Further down the list came population ageing, the socialisation of the internet, climate change and the challenge of new technologies.
While it was not mentioned explicitly in the research, this latter challenge is likely to encompass the move from the present internet protocol, version 4 (IPv4) to version 6 (IPv6). June 6 this year, has been chosen by the Internet Society for internet service providers, web companies and networking equipment suppliers to demonstrate their commitment to IPv6.
The research, lead by Peter Siggins of PA Consulting Group, is aimed at emphasising the importance of “smart” technologies such as smart phones and smart meters to modern business. Its conclusion, that companies that exploit these technologies can stay a step ahead of their competitors – is incontestable.
What was fascinating about the results, however, was the light they shed on some of the business practices of many of the world’s largest companies.
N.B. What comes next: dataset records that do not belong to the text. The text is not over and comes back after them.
//! End-to-End Test Support
//!
//! Shared fixtures and mock collaborators for the journey tests. The journey
//! tests exercise the public `roster_core` API only, the way an embedding
//! application would.

pub mod fixtures;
For example, educating and training staff to deal with the new pressures is not high on many companies’ agendas: “Our survey found that just 11 per cent of organisations are focused on training and developing staff in order to address global trends” the research notes.
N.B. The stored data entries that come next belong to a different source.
//! # Roster Core
//!
//! In-memory staff retrieval and ranking engine. Answers free-text questions
//! about a small corpus of staff records without any external index:
//!
//! - **Layered Lexical Scoring**: exact keyword match (1.0) → partial match
//!   (0.8) → bag-of-words cosine over chunk sentences → additive
//!   conversational heuristic; a record's final score is the max across layers
//! - **Keyword Intent Classification**: four query categories decided by
//!   ordered keyword tiers with fixed priority
//! - **Corpus Analytics**: department/skill distributions, experience
//!   statistics, counting-question detection, top-performer ranking
//! - **Orchestration Facade**: one `RwLock`-guarded corpus per [`Engine`];
//!   each query yields ranked results, an aggregation answer, or an
//!   escalation request for an external text generator
//! - **Bounded Generation**: the generator boundary is a trait; calls are
//!   timeout-bounded and every failure degrades to a fixed fallback message
//!
//! ## Quick Start
//!
//! ```rust,ignore
//! use roster_core::{Engine, PersonRecord};
//!
//! let engine = Engine::new();
//! engine.initialize(records)?;
//!
//! let outcome = engine.search("who knows Python?")?;
//! if !outcome.should_escalate {
//!     println!("{}", roster_core::format_results(&outcome.results, outcome.aggregation.as_ref()));
//! }
//! ```

#![cfg_attr(docsrs, feature(doc_cfg))]
// Only warn about missing docs for public items exported from the crate root
// Internal struct fields and enum variants don't need documentation
#![warn(rustdoc::missing_crate_level_docs)]

// ============================================================================
// MODULES
// ============================================================================

pub mod chunk;
pub mod classify;
pub mod engine;
pub mod generation;
pub mod record;
pub mod search;
pub mod stats;

// ============================================================================
// PUBLIC API RE-EXPORTS
// ============================================================================

// Corpus types
pub use record::{PersonRecord, DEFAULT_DEPARTMENT, DEFAULT_NAME};

// Chunking
pub use chunk::{chunk_records, Chunk, ChunkKind};

// Classification
pub use classify::{
    classify, has_conversational_terms, ClassificationRule, QueryKind, ANALYTICAL_TERMS,
    CLASSIFICATION_RULES, CONVERSATIONAL_TERMS, EXACT_SEARCH_TERMS, GENERAL_TERMS,
};

// Retrieval and scoring
pub use search::{
    cosine_similarity, explanation_for, term_frequencies, text_similarity, tokenize, MatchKind,
    RetrievalScorer, ScoringConfig, SearchResult, DEFAULT_MAX_RESULTS,
    DEFAULT_MIN_CHUNK_SIMILARITY, EXACT_MATCH_SCORE, PARTIAL_MATCH_SCORE,
};

// Analytics
pub use stats::{
    analyze_departments, analyze_experience, analyze_skills, corpus_statistics,
    detect_aggregation, find_top_performers, AggregationResult, AggregationValue,
    CorpusStatistics, ExperienceStats, GroupCount,
};

// Orchestration facade
pub use engine::{
    format_results, Engine, EngineError, QueryOutcome, Result, EMPTY_QUERY_MESSAGE,
    NO_DATA_MESSAGE, NO_RESULTS_MESSAGE,
};

// Generation boundary
pub use generation::{
    build_prompt, generate_or_fallback, generate_with_timeout, summarize_corpus, GenerationError,
    TextGenerator, GENERATION_FALLBACK_MESSAGE, GENERATION_TIMEOUT_SECS,
};

// ============================================================================
// VERSION INFO
// ============================================================================

/// Crate version
pub const VERSION: &str = env!("CARGO_PKG_VERSION");

// ============================================================================
// PRELUDE
// ============================================================================

/// Convenient imports for common usage
pub mod prelude {
    pub use crate::{
        format_results, AggregationResult, AggregationValue, Chunk, Engine, EngineError,
        GenerationError, MatchKind, PersonRecord, QueryKind, QueryOutcome, Result,
        RetrievalScorer, ScoringConfig, SearchResult, TextGenerator,
    };
}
"Linked to this, was the finding that a big obstacle to implementing a smart technology programme was a reluctance among middle management to embrace change – especially where the automation of previously manual processes threatened their role and status.
"Front line staff were less entrenched, it found: “Those in direct contact with customers are more likely to be enthusiastic about using new technology that can make their work easier and more satisfying".
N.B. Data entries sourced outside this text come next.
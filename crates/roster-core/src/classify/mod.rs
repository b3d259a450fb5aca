//! Query Classification
//!
//! Assigns one intent category to a raw query string using curated keyword
//! sets. Evaluation is containment-based and runs over an ordered rule list
//! with a FIXED priority:
//!
//! 1. Exact-search terms (technologies, departments, skills)
//! 2. Conversational/recommendation terms → [`QueryKind::GeneralQuestion`]
//! 3. Analytical/statistical terms → [`QueryKind::Analytical`]
//! 4. Descriptive/organizational terms → [`QueryKind::GeneralQuestion`]
//! 5. Default → [`QueryKind::FuzzySearch`]
//!
//! The sets overlap on purpose ("experience" is both an organizational and an
//! exact-ish term in practice), so the first matching tier wins. Reordering
//! the rules changes classification results; the order above is part of the
//! public contract.

use serde::{Deserialize, Serialize};

// ============================================================================
// QUERY KIND
// ============================================================================

/// Intent category assigned to a query
#[derive(Debug, Clone, Copy, PartialEq, Eq, Serialize, Deserialize, Default)]
#[serde(rename_all = "camelCase")]
pub enum QueryKind {
    /// Query names a concrete technology, department, or skill
    ExactSearch,
    /// No tier matched; fall back to lexical similarity search
    #[default]
    FuzzySearch,
    /// Query asks for counts, averages, or other statistics
    Analytical,
    /// Conversational or organizational question
    GeneralQuestion,
}

impl QueryKind {
    /// Convert to string representation
    pub fn as_str(&self) -> &'static str {
        match self {
            QueryKind::ExactSearch => "exactSearch",
            QueryKind::FuzzySearch => "fuzzySearch",
            QueryKind::Analytical => "analytical",
            QueryKind::GeneralQuestion => "generalQuestion",
        }
    }
}

impl std::fmt::Display for QueryKind {
    fn fmt(&self, f: &mut std::fmt::Formatter<'_>) -> std::fmt::Result {
        write!(f, "{}", self.as_str())
    }
}

// ============================================================================
// KEYWORD SETS
// ============================================================================

/// Tier 1: technology, department, and skill vocabulary
pub const EXACT_SEARCH_TERMS: &[&str] = &[
    "python",
    "javascript",
    "typescript",
    "java",
    "rust",
    "react",
    "vue",
    "sql",
    "aws",
    "gcp",
    "azure",
    "docker",
    "kubernetes",
    "machine learning",
    "engineering",
    "sales",
    "design",
    "marketing",
    "accounting",
];

/// Tier 2: conversational / recommendation vocabulary
///
/// These map to [`QueryKind::GeneralQuestion`] and additionally flag the
/// query for the conversational scoring heuristic and forced escalation.
pub const CONVERSATIONAL_TERMS: &[&str] = &[
    "recommend",
    "suggest",
    "who should",
    "best person",
    "suitable",
    "good fit",
    "senior",
    "veteran",
    "junior",
    "newcomer",
    "versatile",
    "certified",
    "expert",
];

/// Tier 3: quantitative / statistical vocabulary
pub const ANALYTICAL_TERMS: &[&str] = &[
    "how many",
    "count",
    "number of",
    "average",
    "mean",
    "statistics",
    "distribution",
    "total",
    "top performer",
    "most",
    "least",
];

/// Tier 4: descriptive / organizational vocabulary
pub const GENERAL_TERMS: &[&str] = &[
    "department",
    "team",
    "organization",
    "company",
    "experience",
    "background",
    "qualification",
    "role",
    "everyone",
    "list",
];

// ============================================================================
// CLASSIFIER
// ============================================================================

/// One (keyword-set, category) rule in the priority order
#[derive(Debug, Clone, Copy)]
pub struct ClassificationRule {
    /// Human-readable tier name, used in logs and tests
    pub name: &'static str,
    /// Keyword set checked by containment
    pub keywords: &'static [&'static str],
    /// Category assigned when this tier matches
    pub kind: QueryKind,
}

impl ClassificationRule {
    /// Whether the (lowercased) query contains any keyword of this tier
    pub fn matches(&self, query_lower: &str) -> bool {
        self.keywords.iter().any(|kw| query_lower.contains(kw))
    }
}

/// The fixed rule order. First match wins; see the module docs.
pub const CLASSIFICATION_RULES: &[ClassificationRule] = &[
    ClassificationRule {
        name: "exact",
        keywords: EXACT_SEARCH_TERMS,
        kind: QueryKind::ExactSearch,
    },
    ClassificationRule {
        name: "conversational",
        keywords: CONVERSATIONAL_TERMS,
        kind: QueryKind::GeneralQuestion,
    },
    ClassificationRule {
        name: "analytical",
        keywords: ANALYTICAL_TERMS,
        kind: QueryKind::Analytical,
    },
    ClassificationRule {
        name: "general",
        keywords: GENERAL_TERMS,
        kind: QueryKind::GeneralQuestion,
    },
];

/// Classify a raw query string
///
/// Tier order is fixed (exact → conversational → analytical → general) and
/// position of a keyword within the query string is irrelevant; only tier
/// priority decides ties between overlapping sets.
pub fn classify(query: &str) -> QueryKind {
    let query_lower = query.to_lowercase();

    for rule in CLASSIFICATION_RULES {
        if rule.matches(&query_lower) {
            return rule.kind;
        }
    }

    QueryKind::FuzzySearch
}

/// Whether the query carries conversational/recommendation vocabulary
///
/// Used by the retrieval scorer to gate the conversational heuristic and by
/// the orchestrator to force escalation for narrative-synthesis queries.
pub fn has_conversational_terms(query: &str) -> bool {
    let query_lower = query.to_lowercase();
    CONVERSATIONAL_TERMS.iter().any(|kw| query_lower.contains(kw))
}

// ============================================================================
// TESTS
// ============================================================================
More worrying, however, was evidence that there is little agreement at a senior level on business priorities in many companies: “It was clear from our survey that in many organisations there is no consensus internally at senior level on what is important for business.
"For example, while 71 per cent of chief information officers believe that information and data security is one of the most significant trends affecting their organisation, only 40 per cent of chief executive officers agreed. In fact, the financial crisis was the only trend on which chief executive and their directors were in agreement in terms of its significance".
None of which suggests the change from IPv4 to IPv6 will be particularly smooth. It is, however, essential. Data centres that fail to make the change will find it impossible to connect to some Cloud resources and their ability to communicate will fall away.
Internet protocol provides the pool of internet addresses. Version 4 is now essentially depleted. Version 6 provides an almost unlimited supply – enough to connect virtually everything in the universe to the internet.
But as the IPv6 evangelist Owen Delong, noted recently, there are more advantages to the new protocol than a surfeit of addresses.
He points out that IPv4 suffers from “inefficient routing and packet processing, indirect data flows, overly complex network configuration and feeble security”. Indeed, it is something of a miracle that the internet functions as well as it does.
IPv6, however, should introduce improved routing efficiency, reduce router processing, enable true peer-to-peer connectivity and eliminate complex layers of indirection such as network address translation (NAT), Mr Delong argues.
The companies that will be demonstrating support for IPv6 on June 6 will include AT&T, KDDI, the Japanese telecoms operator, Cisco Systems, D-Link, the networking company, and Facebook, Google and Microsoft Bing.
A high percentage of companies are planning to shift some or most of their IT activities to the Cloud over the next several years, underlining the importance of a smooth transition to IPv6. But it will not necessarily be an easy task for some data centres faced with running “dual stack” IPv4 and IPv6 systems until the new protocol is “bedded in”.
They will have to have all their ducks – for which read business priorities – neatly in line. The evidence from the PA survey, and it is worth asking how many chief executives are even aware of the IPv6 issue, suggests many will struggle.